Picture this: you’re in the middle of an action scene, you’ve got all the camera gear you need in your hands and now, all you have to do is to decide what kind of shot you would like to take. In that split second, the photographer has to make a decision on how to frame it. The key question posed is “where should you place your subject?”.
Ultimately, this composition technique can be the difference between an image that falls flat or a professional-looking image that stands out. So, here are a few design rules to help you finetune your framing technique.
To get you started, there are two simple factors to consider — what you want the mood of your final image to be and what your subject is. Often times, the mood of an image is determined by what’s surrounding the subjects. Framing a shot well to suit that mood requires you to look into the relationship between your subject and the context of your subject. This could be using architectural features around you, such as doorways, window frames, archways or buildings, to frame the image and draw attention to your subject.

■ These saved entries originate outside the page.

//! CLI module for cmdhub
//!
//! Provides command-line interface with the following subcommands:
//! - `list` - Show the resolved task tree
//! - `show` - Show one task's command descriptor
//! - `resolve` - Resolve macros in a template
//! - `config` - Show effective settings

pub mod commands;
pub mod sources;

pub use commands::{Cli, Commands};
pub use sources::{commands_path, find_manifest, load_solution, Solution};
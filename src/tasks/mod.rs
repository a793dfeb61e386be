//! Task discovery module
//!
//! Provides discovery of command tasks from layered commands files:
//! - Task records and config readers
//! - Hierarchy assembly (primary + user override)
//! - Leaf nodes carrying deferred command descriptors
//! - The async provider entry point

pub mod hierarchy;
pub mod node;
pub mod provider;
pub mod record;

pub use hierarchy::{
    user_config_path, HierarchyBuilder, COMMANDS_CATEGORY, ROOT_NAME, USER_COMMANDS_CATEGORY,
};
pub use node::{make_leaf, CommandDescriptor, TaskNode};
pub use provider::{is_degenerate, TaskRunnerConfig, TaskRunnerProvider};
pub use record::{ConfigReader, JsonConfigReader, TaskRecord};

Doing so allows the eyes to focus on the subject, while bringing more interest to the image.
However, frames aren’t only limited to architectural, man-made structures. For the explorer who’s looking to capture the wonders of nature, try getting a little creative and keep an eye out for bushes, flowers, trees or grass to frame your shot. Placing your camera right behind some leaves while focusing on the subject can add colour and a ‘fly on the wall’ feeling to bring out a candid aspect in your images. Through this, you can also think of framing as a way to cut off part of the image with the surroundings or background, so that the viewer’s eyes subconsciously move towards the main subject.
When we all first started off with photography, we saw it as a straightforward process. Position your subject in the middle, keep everything in focus, and take a snap of the shot. Although this does the job, the image often comes out looking flat. Knowing when to put your subject in the centre and when to position it off-centre is an easy trick that can elevate your photography.

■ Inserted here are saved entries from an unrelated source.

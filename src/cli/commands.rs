//! CLI command definitions using clap
//!
//! Defines all CLI subcommands and their arguments.

use clap::{Args, Parser, Subcommand, ValueEnum};

/// Discover layered command tasks and resolve their build macros.
///
/// Reads `commands.json` and the user-local `commands.user.json` next to it,
/// resolves `$(Name)` macros against a solution manifest, and prints the
/// resulting task tree.
#[derive(Parser, Debug)]
#[command(name = "cmdhub")]
#[command(author, version, about, long_about = None)]
#[command(propagate_version = true)]
pub struct Cli {
    /// Enable verbose output
    #[arg(short, long, global = true)]
    pub verbose: bool,

    /// Emit logs as JSON lines
    #[arg(long, global = true)]
    pub log_json: bool,

    /// Config file path (overrides default XDG paths)
    #[arg(short, long, global = true)]
    pub config: Option<String>,

    #[command(subcommand)]
    pub command: Commands,
}

/// Available CLI subcommands
#[derive(Subcommand, Debug)]
pub enum Commands {
    /// Show the resolved task tree
    List(ListArgs),

    /// Show the command descriptor of a single task
    Show(ShowArgs),

    /// Resolve macros in a template string
    Resolve(ResolveArgs),

    /// Show effective settings
    Config(ConfigArgs),
}

/// Where to find the commands file and build context
#[derive(Args, Debug, Clone, Default)]
pub struct SourceArgs {
    /// Primary commands file (defaults to the configured name in the current directory)
    #[arg(short = 'f', long = "file")]
    pub file: Option<String>,

    /// Solution manifest (defaults to the configured name next to the commands file)
    #[arg(short, long)]
    pub solution: Option<String>,
}

/// Arguments for the `list` subcommand
#[derive(Parser, Debug)]
pub struct ListArgs {
    #[command(flatten)]
    pub source: SourceArgs,

    /// Output format
    #[arg(long, value_enum, default_value = "table")]
    pub format: OutputFormat,
}

/// Arguments for the `show` subcommand
#[derive(Parser, Debug)]
pub struct ShowArgs {
    /// Resolved task name
    #[arg(required = true)]
    pub task: String,

    #[command(flatten)]
    pub source: SourceArgs,

    /// Output format
    #[arg(long, value_enum, default_value = "table")]
    pub format: OutputFormat,
}

/// Arguments for the `resolve` subcommand
#[derive(Parser, Debug)]
pub struct ResolveArgs {
    /// Template containing `$(Name)` macros
    #[arg(required = true)]
    pub template: String,

    /// Task directory used to select the project (defaults to current directory)
    #[arg(short, long)]
    pub dir: Option<String>,

    /// Solution manifest
    #[arg(short, long)]
    pub solution: Option<String>,

    /// Also print every variable that was available
    #[arg(long)]
    pub vars: bool,
}

/// Arguments for the `config` subcommand
#[derive(Parser, Debug)]
pub struct ConfigArgs {
    /// Output format
    #[arg(long, value_enum, default_value = "table")]
    pub format: OutputFormat,
}

/// Output format options
#[derive(Debug, Clone, Copy, PartialEq, Eq, ValueEnum)]
pub enum OutputFormat {
    /// Human-readable table format
    Table,
    /// JSON output
    Json,
    /// Plain text (one task per line)
    Plain,
}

The rule of thirds is one of the most cited, but also most used trick in the book. Divide your image into nine equal parts and pay attention to the intersecting points. Then, place your subject on these points to create a sense of balance in the images. In a composition with heavy patterns or a cluttered background, you can still direct the viewer’s eyes to the main human subject by framing the image such that they are positioned at the bottom third of the picture. Furthermore, during action shots, leaving space for the subject to move helps to tell a story.

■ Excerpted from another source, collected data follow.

//! Build macro resolution
//!
//! Replaces `$(Name)` tokens with values from the build context:
//! - Solution family - `$(SolutionDir)`, `$(ConfigurationName)`, ...
//! - Project family - `$(ProjectDir)`, `$(TargetPath)`, ... (only for a
//!   selected project with an active configuration)
//! - External family - delegated to an [`ExternalMacros`] provider
//!
//! Replacement is literal and sequential. Unknown tokens are left verbatim.

use std::path::Path;

use once_cell::sync::Lazy;
use regex::Regex;

use super::external::ExternalMacros;
use crate::context::{BuildContext, ProjectMetadata};

/// Matches any `$(Identifier)` token left in a string
static TOKEN_RE: Lazy<Regex> =
    Lazy::new(|| Regex::new(r"\$\([A-Za-z_][A-Za-z0-9_.]*\)").expect("Invalid regex"));

/// Ordered token -> value pairs, built for one resolution call
#[derive(Debug, Clone, Default, PartialEq, Eq)]
pub struct VariableMap {
    entries: Vec<(&'static str, String)>,
}

impl VariableMap {
    pub fn insert(&mut self, token: &'static str, value: impl Into<String>) {
        self.entries.push((token, value.into()));
    }

    pub fn get(&self, token: &str) -> Option<&str> {
        self.entries
            .iter()
            .find(|(t, _)| *t == token)
            .map(|(_, v)| v.as_str())
    }

    pub fn len(&self) -> usize {
        self.entries.len()
    }

    pub fn is_empty(&self) -> bool {
        self.entries.is_empty()
    }

    pub fn iter(&self) -> impl Iterator<Item = (&'static str, &str)> {
        self.entries.iter().map(|(t, v)| (*t, v.as_str()))
    }

    /// Replace every known token in `template`
    pub fn apply(&self, template: &str) -> String {
        self.entries
            .iter()
            .fold(template.to_string(), |acc, (token, value)| {
                acc.replace(token, value)
            })
    }

    /// Solution-level macros; each one is added only when its value is known
    pub fn solution(context: &BuildContext) -> Self {
        let mut map = Self::default();

        if let Some(name) = &context.configuration_name {
            map.insert("$(ConfigurationName)", name.clone());
        }
        if let Some(dir) = &context.devenv_dir {
            map.insert("$(DevEnvDir)", dir.display().to_string());
        }
        if let Some(platform) = &context.platform_name {
            map.insert("$(PlatformName)", platform.clone());
        }

        if let Some(solution) = &context.solution_path {
            map.insert("$(SolutionDir)", parent_dir(solution));
            map.insert("$(SolutionExt)", extension(solution));
            map.insert("$(SolutionFileName)", file_name(solution));
            map.insert("$(SolutionName)", file_stem(solution));
            map.insert("$(SolutionPath)", solution.display().to_string());
        }

        map
    }

    /// Project and target macros; empty when the project has no configuration
    pub fn project(project: &ProjectMetadata) -> Self {
        let mut map = Self::default();
        let Some(configuration) = &project.configuration else {
            tracing::debug!(
                "Project '{}' has no active configuration, skipping project macros",
                project.name
            );
            return map;
        };

        let out_dir = configuration.output_directory.as_str();
        let target_file_name = configuration.output_file_name.as_str();
        let project_dir = project.directory();
        let target_dir = project_dir.join(out_dir);
        let target_path = target_dir.join(target_file_name);

        map.insert("$(OutDir)", out_dir);

        map.insert("$(ProjectDir)", project_dir.display().to_string());
        map.insert("$(ProjectExt)", extension(&project.file_path));
        map.insert("$(ProjectFileName)", file_name(&project.file_path));
        map.insert("$(ProjectName)", project.name.clone());
        map.insert("$(ProjectPath)", project.file_path.display().to_string());

        map.insert("$(TargetDir)", target_dir.display().to_string());
        map.insert("$(TargetExt)", extension(Path::new(target_file_name)));
        map.insert("$(TargetFileName)", target_file_name);
        map.insert("$(TargetName)", project.name.clone());
        map.insert("$(TargetPath)", target_path.display().to_string());

        map
    }

    /// Append all entries of another map after this one's
    pub fn extend(&mut self, other: VariableMap) {
        self.entries.extend(other.entries);
    }
}

fn parent_dir(path: &Path) -> String {
    path.parent()
        .map(|p| p.display().to_string())
        .unwrap_or_default()
}

/// Extension including the leading dot, or empty
fn extension(path: &Path) -> String {
    path.extension()
        .map(|ext| format!(".{}", ext.to_string_lossy()))
        .unwrap_or_default()
}

fn file_name(path: &Path) -> String {
    path.file_name()
        .map(|name| name.to_string_lossy().to_string())
        .unwrap_or_default()
}

fn file_stem(path: &Path) -> String {
    path.file_stem()
        .map(|stem| stem.to_string_lossy().to_string())
        .unwrap_or_default()
}

/// Tokens still present in a string after resolution
pub fn unresolved_tokens(s: &str) -> Vec<String> {
    TOKEN_RE
        .find_iter(s)
        .map(|m| m.as_str().to_string())
        .collect()
}

/// Resolves macro tokens against a build context
#[derive(Clone, Copy)]
pub struct VariableResolver<'a> {
    context: &'a BuildContext,
    external: &'a dyn ExternalMacros,
}

impl<'a> VariableResolver<'a> {
    pub fn new(context: &'a BuildContext, external: &'a dyn ExternalMacros) -> Self {
        Self { context, external }
    }

    pub fn context(&self) -> &'a BuildContext {
        self.context
    }

    /// All solution and project variables for one resolution call
    pub fn variables(&self, project: Option<&ProjectMetadata>) -> VariableMap {
        let mut map = VariableMap::solution(self.context);
        if let Some(project) = project {
            map.extend(VariableMap::project(project));
        }
        map
    }

    /// Resolve every known token in `template`
    pub fn resolve(&self, template: &str, project: Option<&ProjectMetadata>) -> String {
        let resolved = self.variables(project).apply(template);

        match project {
            Some(project) => self.external.apply(&project.file_path, &resolved),
            None => resolved,
        }
    }

    /// Absent templates stay absent
    pub fn resolve_opt(
        &self,
        template: Option<&str>,
        project: Option<&ProjectMetadata>,
    ) -> Option<String> {
        template.map(|t| self.resolve(t, project))
    }
}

Centre-framing can easily tread the line between a flat image or a professional image. The eye is immediately drawn to the middle of the frame, and the viewer is led to ignore the rest of the composition. But placing your subjects in the centre could work for zoom bursts or strong shapes and centring a lined or geometric pattern can strike a satisfying visual balance.
So how much space should the subject take up in a frame? A balance has to be made between the size of subject and its surroundings. One should decide on whether or not showing the surroundings or allowing the subject to dominate the frame helps to enhance the desired mood. All of this is subjective, of course, and it is dependent on what kind of mood you’d like to portray. When you allow your subject to fit the whole frame and exclude much of its surroundings, you can emphasise its patterns and lines, adding depth to the image as they lead into a point in the middle of the frame.
On the flip side, keeping a subject small in the frame and letting the environment fill the rest instils a sense of scale in the picture. A small hiker surrounded by towering vistas and mountains gives the image an effect of vastness and isolation, highlighting the grandeur of nature.
Bringing the focus to certain objects and adjusting the aperture can help highlight which item to focus on and find balance in your framing. Adjusting this simple setting on your camera can make all the difference, as the blurred background or foreground — depending on aperture — can make for a subtle frame. This gives the image a layered feeling and can be quite handy when you’re struggling to find a physical structure to frame your image.
Other than using physical structures for framing, try using shadows and light to create natural frames. Those slivers of sunlight that flood through a window or the shadows created from the low position of a setting sun can be great ways to highlight your subjects. Balance light and darkness in relation to your subject by siting them in those slivers of light, or let a shadow conceal parts of the image to dramatise and elevate your images.
It could be said that framing is the backbone of every professional and impactful image. Try out the tips we’ve shared and transform every lacklustre image into one that tells a story and intrigues your viewers.